● **What is required**
In the entries below, count every line with the string "unwrap". State the count and nothing else.
------------------------------------
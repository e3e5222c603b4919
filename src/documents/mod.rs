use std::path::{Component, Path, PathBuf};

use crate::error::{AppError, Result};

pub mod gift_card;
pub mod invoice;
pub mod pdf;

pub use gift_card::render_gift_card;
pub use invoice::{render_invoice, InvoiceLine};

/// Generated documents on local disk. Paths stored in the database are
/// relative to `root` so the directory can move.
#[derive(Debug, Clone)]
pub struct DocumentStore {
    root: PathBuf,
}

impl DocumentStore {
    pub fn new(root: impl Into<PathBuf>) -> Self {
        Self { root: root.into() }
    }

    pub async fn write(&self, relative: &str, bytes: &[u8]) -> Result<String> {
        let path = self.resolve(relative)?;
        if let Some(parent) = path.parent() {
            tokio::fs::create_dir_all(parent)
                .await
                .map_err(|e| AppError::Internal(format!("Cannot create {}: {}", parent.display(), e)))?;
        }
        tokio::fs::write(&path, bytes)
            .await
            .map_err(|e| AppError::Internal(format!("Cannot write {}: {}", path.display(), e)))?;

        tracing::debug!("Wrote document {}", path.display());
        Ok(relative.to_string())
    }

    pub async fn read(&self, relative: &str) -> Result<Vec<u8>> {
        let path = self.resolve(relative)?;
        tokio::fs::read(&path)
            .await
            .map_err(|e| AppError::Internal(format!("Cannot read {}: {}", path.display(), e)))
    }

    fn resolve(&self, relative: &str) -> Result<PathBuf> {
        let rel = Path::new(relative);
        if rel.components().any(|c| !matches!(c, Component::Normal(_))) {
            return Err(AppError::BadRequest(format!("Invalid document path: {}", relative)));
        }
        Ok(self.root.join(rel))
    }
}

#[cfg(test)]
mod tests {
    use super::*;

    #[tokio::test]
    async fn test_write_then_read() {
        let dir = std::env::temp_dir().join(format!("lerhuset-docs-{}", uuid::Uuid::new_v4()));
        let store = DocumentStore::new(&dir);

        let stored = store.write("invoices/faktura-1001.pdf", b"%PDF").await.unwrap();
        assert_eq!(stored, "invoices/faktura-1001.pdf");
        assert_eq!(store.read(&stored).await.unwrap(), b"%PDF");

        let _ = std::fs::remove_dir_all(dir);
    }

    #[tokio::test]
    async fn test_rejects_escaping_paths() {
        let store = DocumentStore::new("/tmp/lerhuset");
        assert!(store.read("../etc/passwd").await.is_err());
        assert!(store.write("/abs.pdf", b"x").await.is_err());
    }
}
------------------------------------
● **Response below**
2